Fallaci may be gone, but legal attempts to silence the most ardent foes of Islam continue unabated. Earlier this month, Geert Wilders narrowly averted a thought crime:
A judge has ruled in a case against MP Geert Wilders brought by the Dutch Islamic Federation that Mr. Wilders is not guilty of spreading hate, although his statements are provocative. The Islamic Federation wanted a judgment on the Freedom Party's leader after he compared the Koran to Mein Kampf. However, the judge ruled that members of parliament have to be able to express their opinions strongly.
In France, film star Brigitte Bardot, who has already accumulated several convictions stemming from her words about Islam, faces a fine and prison sentence for allegedly "inciting racial hatred against Muslims." A strident animal rights activist, Bardot is particularly incensed by the bloodletting of the Eid al-Kabir holiday:
She outraged French anti-racist groups by saying "I've had enough. These people have been dragging us by our noses, destroying us and our country by imposing their ways."
Bardot, now 73 and suffering from arthritis, was absent from Tuesday's court hearing. Instead she wrote to the court saying, "I'm sickened by how these organizations are harassing me."
She added: "I will not shut up as long as no blackouts are carried out" on animals before they are ritually killed.

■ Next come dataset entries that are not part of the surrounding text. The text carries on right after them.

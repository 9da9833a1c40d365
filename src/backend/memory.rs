// Geometry memory
//
// One host-visible, host-coherent allocation backing the triangle's vertex
// buffer. It stays mapped from creation until teardown so each frame can write
// new positions directly.

use super::GraphicsDevice;
use crate::error::{EngineError, Result, VkResultExt};
use crate::geometry::TriangleVertices;
use ash::vk;
use std::ffi::c_void;
use std::ptr::NonNull;

/// Bytes occupied by the triangle's positions
pub const GEOMETRY_SIZE: vk::DeviceSize = std::mem::size_of::<TriangleVertices>() as vk::DeviceSize;

/// Host view of mapped device memory.
#[derive(Debug)]
pub struct MappedRegion {
    ptr: NonNull<u8>,
    len: usize,
}

impl MappedRegion {
    /// # Safety
    /// `ptr` must be valid for reads and writes of `len` bytes for as long as
    /// the region is used, and must not be accessed through other pointers
    /// meanwhile.
    pub unsafe fn from_raw(ptr: *mut c_void, len: usize) -> Option<Self> {
        NonNull::new(ptr.cast()).map(|ptr| Self { ptr, len })
    }

    /// Copy `bytes` to the start of the region.
    ///
    /// # Panics
    /// If `bytes` is longer than the region.
    pub fn write(&mut self, bytes: &[u8]) {
        assert!(
            bytes.len() <= self.len,
            "write of {} bytes into a {} byte mapping",
            bytes.len(),
            self.len
        );
        unsafe {
            self.ptr
                .as_ptr()
                .copy_from_nonoverlapping(bytes.as_ptr(), bytes.len());
        }
    }

    pub fn as_bytes(&self) -> &[u8] {
        unsafe { std::slice::from_raw_parts(self.ptr.as_ptr(), self.len) }
    }
}

/// Vertex buffer plus the memory backing it.
pub struct GeometryArena {
    pub buffer: vk::Buffer,
    memory: vk::DeviceMemory,
    mapped: MappedRegion,
}

impl GeometryArena {
    pub fn new(gpu: &GraphicsDevice) -> Result<Self> {
        let device = &gpu.device;

        let buffer_info = vk::BufferCreateInfo::builder()
            .size(GEOMETRY_SIZE)
            .usage(vk::BufferUsageFlags::VERTEX_BUFFER)
            .sharing_mode(vk::SharingMode::EXCLUSIVE);

        let buffer =
            unsafe { device.create_buffer(&buffer_info, None) }.during("vkCreateBuffer")?;

        match Self::back_buffer(gpu, buffer) {
            Ok((memory, mapped)) => Ok(Self {
                buffer,
                memory,
                mapped,
            }),
            Err(e) => {
                unsafe { device.destroy_buffer(buffer, None) };
                Err(e)
            }
        }
    }

    /// Allocate, bind and map memory for `buffer`.
    fn back_buffer(
        gpu: &GraphicsDevice,
        buffer: vk::Buffer,
    ) -> Result<(vk::DeviceMemory, MappedRegion)> {
        let device = &gpu.device;
        let requirements = unsafe { device.get_buffer_memory_requirements(buffer) };

        log_memory_layout(&gpu.memory_properties);

        let memory_type_index = pick_memory_type(
            &gpu.memory_properties,
            requirements.memory_type_bits,
            vk::MemoryPropertyFlags::HOST_VISIBLE | vk::MemoryPropertyFlags::HOST_COHERENT,
        )
        .ok_or(EngineError::NoMemoryType)?;

        let heap_index = gpu.memory_properties.memory_types[memory_type_index as usize].heap_index;
        log::info!(
            "Geometry memory: type {}, heap {} ({:.2} MiB), {} bytes",
            memory_type_index,
            heap_index,
            gpu.memory_properties.memory_heaps[heap_index as usize].size as f64 / 1024.0 / 1024.0,
            requirements.size
        );

        let alloc_info = vk::MemoryAllocateInfo::builder()
            .allocation_size(requirements.size)
            .memory_type_index(memory_type_index);

        let memory =
            unsafe { device.allocate_memory(&alloc_info, None) }.during("vkAllocateMemory")?;

        let mapped = unsafe {
            device
                .bind_buffer_memory(buffer, memory, 0)
                .during("vkBindBufferMemory")
                .and_then(|()| {
                    device
                        .map_memory(memory, 0, GEOMETRY_SIZE, vk::MemoryMapFlags::empty())
                        .during("vkMapMemory")
                })
                .and_then(|ptr| {
                    MappedRegion::from_raw(ptr, GEOMETRY_SIZE as usize).ok_or(
                        EngineError::Vulkan {
                            op: "vkMapMemory",
                            result: vk::Result::ERROR_MEMORY_MAP_FAILED,
                        },
                    )
                })
        };

        match mapped {
            Ok(mapped) => Ok((memory, mapped)),
            Err(e) => {
                unsafe { device.free_memory(memory, None) };
                Err(e)
            }
        }
    }

    /// Overwrite the vertex positions.
    ///
    /// The caller must have waited for every submission reading this buffer.
    pub fn write_vertices(&mut self, vertices: &TriangleVertices) {
        self.mapped.write(bytemuck::cast_slice(vertices));
    }

    /// Unmaps, then destroys the buffer and frees its memory.
    pub fn releaser(&self) -> impl FnOnce(&ash::Device) + 'static {
        let (buffer, memory) = (self.buffer, self.memory);
        move |device| unsafe {
            device.unmap_memory(memory);
            device.destroy_buffer(buffer, None);
            device.free_memory(memory, None);
        }
    }
}

/// Memory type allowed by `type_bits` with all of `required` flags, backed by
/// the largest heap. Ties go to the lowest index.
pub fn pick_memory_type(
    properties: &vk::PhysicalDeviceMemoryProperties,
    type_bits: u32,
    required: vk::MemoryPropertyFlags,
) -> Option<u32> {
    let count = properties.memory_type_count as usize;
    properties.memory_types[..count]
        .iter()
        .zip(0u32..)
        .filter(|&(memory_type, index)| {
            type_bits & (1 << index) != 0 && memory_type.property_flags.contains(required)
        })
        .map(|(memory_type, index)| {
            (index, properties.memory_heaps[memory_type.heap_index as usize].size)
        })
        .fold(None, |best, (index, heap_size)| match best {
            Some((_, best_size)) if best_size >= heap_size => best,
            _ => Some((index, heap_size)),
        })
        .map(|(index, _)| index)
}

fn log_memory_layout(properties: &vk::PhysicalDeviceMemoryProperties) {
    if !log::log_enabled!(log::Level::Debug) {
        return;
    }
    let heaps = &properties.memory_heaps[..properties.memory_heap_count as usize];
    for (i, heap) in heaps.iter().enumerate() {
        log::debug!(
            "Heap {}: {:.2} MiB, flags {:?}",
            i,
            heap.size as f64 / 1024.0 / 1024.0,
            heap.flags
        );
    }
    let types = &properties.memory_types[..properties.memory_type_count as usize];
    for (i, memory_type) in types.iter().enumerate() {
        log::debug!(
            "Memory type {}: heap {}, flags {:?}",
            i,
            memory_type.heap_index,
            memory_type.property_flags
        );
    }
}

#[cfg(test)]
mod tests {
    use super::*;
    use crate::geometry::triangle_vertices;
    use glam::Vec2;

    fn host() -> vk::MemoryPropertyFlags {
        vk::MemoryPropertyFlags::HOST_VISIBLE | vk::MemoryPropertyFlags::HOST_COHERENT
    }

    fn properties(
        types: &[(vk::MemoryPropertyFlags, u32)],
        heaps: &[u64],
    ) -> vk::PhysicalDeviceMemoryProperties {
        let mut props = vk::PhysicalDeviceMemoryProperties::default();
        for (i, &(flags, heap_index)) in types.iter().enumerate() {
            props.memory_types[i] = vk::MemoryType {
                property_flags: flags,
                heap_index,
            };
        }
        for (i, &size) in heaps.iter().enumerate() {
            props.memory_heaps[i] = vk::MemoryHeap {
                size,
                flags: vk::MemoryHeapFlags::empty(),
            };
        }
        props.memory_type_count = types.len() as u32;
        props.memory_heap_count = heaps.len() as u32;
        props
    }

    #[test]
    fn prefers_type_on_largest_heap() {
        let props = properties(
            &[
                (vk::MemoryPropertyFlags::DEVICE_LOCAL, 0),
                (host(), 1),
                (host() | vk::MemoryPropertyFlags::DEVICE_LOCAL, 2),
            ],
            &[8 << 30, 256 << 20, 16 << 30],
        );

        assert_eq!(pick_memory_type(&props, u32::MAX, host()), Some(2));
    }

    #[test]
    fn respects_buffer_type_bits() {
        let props = properties(&[(host(), 0), (host(), 1)], &[1 << 20, 1 << 30]);

        // Type 1 sits on the bigger heap but the buffer only allows type 0
        assert_eq!(pick_memory_type(&props, 0b01, host()), Some(0));
    }

    #[test]
    fn host_visible_alone_is_not_enough() {
        let props = properties(
            &[
                (vk::MemoryPropertyFlags::HOST_VISIBLE, 0),
                (vk::MemoryPropertyFlags::DEVICE_LOCAL, 0),
            ],
            &[1 << 30],
        );

        assert_eq!(pick_memory_type(&props, u32::MAX, host()), None);
    }

    #[test]
    fn equal_heaps_pick_lowest_index() {
        let props = properties(&[(host(), 0), (host(), 0)], &[1 << 30]);
        assert_eq!(pick_memory_type(&props, u32::MAX, host()), Some(0));
    }

    #[test]
    fn entries_past_type_count_are_ignored() {
        let mut props = properties(&[(vk::MemoryPropertyFlags::DEVICE_LOCAL, 0)], &[1 << 30]);
        props.memory_types[1] = vk::MemoryType {
            property_flags: host(),
            heap_index: 0,
        };
        assert_eq!(pick_memory_type(&props, u32::MAX, host()), None);
    }

    #[test]
    fn geometry_is_three_vec2() {
        assert_eq!(GEOMETRY_SIZE, 24);
    }

    #[test]
    fn written_vertices_read_back_identically() {
        // u64 storage keeps the stand-in mapping aligned like device memory
        let mut backing = [0u64; 4];
        let mut region = unsafe {
            MappedRegion::from_raw(backing.as_mut_ptr().cast(), GEOMETRY_SIZE as usize)
        }
        .unwrap();

        let vertices = triangle_vertices(0.25);
        region.write(bytemuck::cast_slice(&vertices));

        assert_eq!(region.as_bytes(), bytemuck::cast_slice::<Vec2, u8>(&vertices));
        let read_back: &[Vec2] = bytemuck::cast_slice(region.as_bytes());
        assert_eq!(read_back, &vertices[..]);
    }

    #[test]
    fn later_write_replaces_earlier_one() {
        let mut backing = [0u64; 4];
        let mut region = unsafe {
            MappedRegion::from_raw(backing.as_mut_ptr().cast(), GEOMETRY_SIZE as usize)
        }
        .unwrap();

        region.write(bytemuck::cast_slice(&triangle_vertices(0.0)));
        let second = triangle_vertices(0.5);
        region.write(bytemuck::cast_slice(&second));

        assert_eq!(region.as_bytes(), bytemuck::cast_slice::<Vec2, u8>(&second));
    }

    #[test]
    #[should_panic(expected = "byte mapping")]
    fn oversized_write_panics() {
        let mut backing = [0u64; 1];
        let mut region =
            unsafe { MappedRegion::from_raw(backing.as_mut_ptr().cast(), 8) }.unwrap();
        region.write(&[0u8; 9]);
    }

    #[test]
    fn null_mapping_is_rejected() {
        assert!(unsafe { MappedRegion::from_raw(std::ptr::null_mut(), 24) }.is_none());
    }
}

Official bullying is by no means limited to Europe. In Canada, for example, conservative activist Ezra Levant and bestselling commentator Mark Steyn have both been called before various human rights courts to answer accusations of Islamophobia.
Yes, critics of Islam sometimes push the envelope of good taste. Other times they cross it, thus damaging their own cause. Governments, however, should keep to the sidelines and let the marketplace of ideas play itself out to the greatest extent possible.
Abridging the speech rights of a few will discourage the expression of those rights by the many. And surely there is much more that needs to be said about Islam in the West.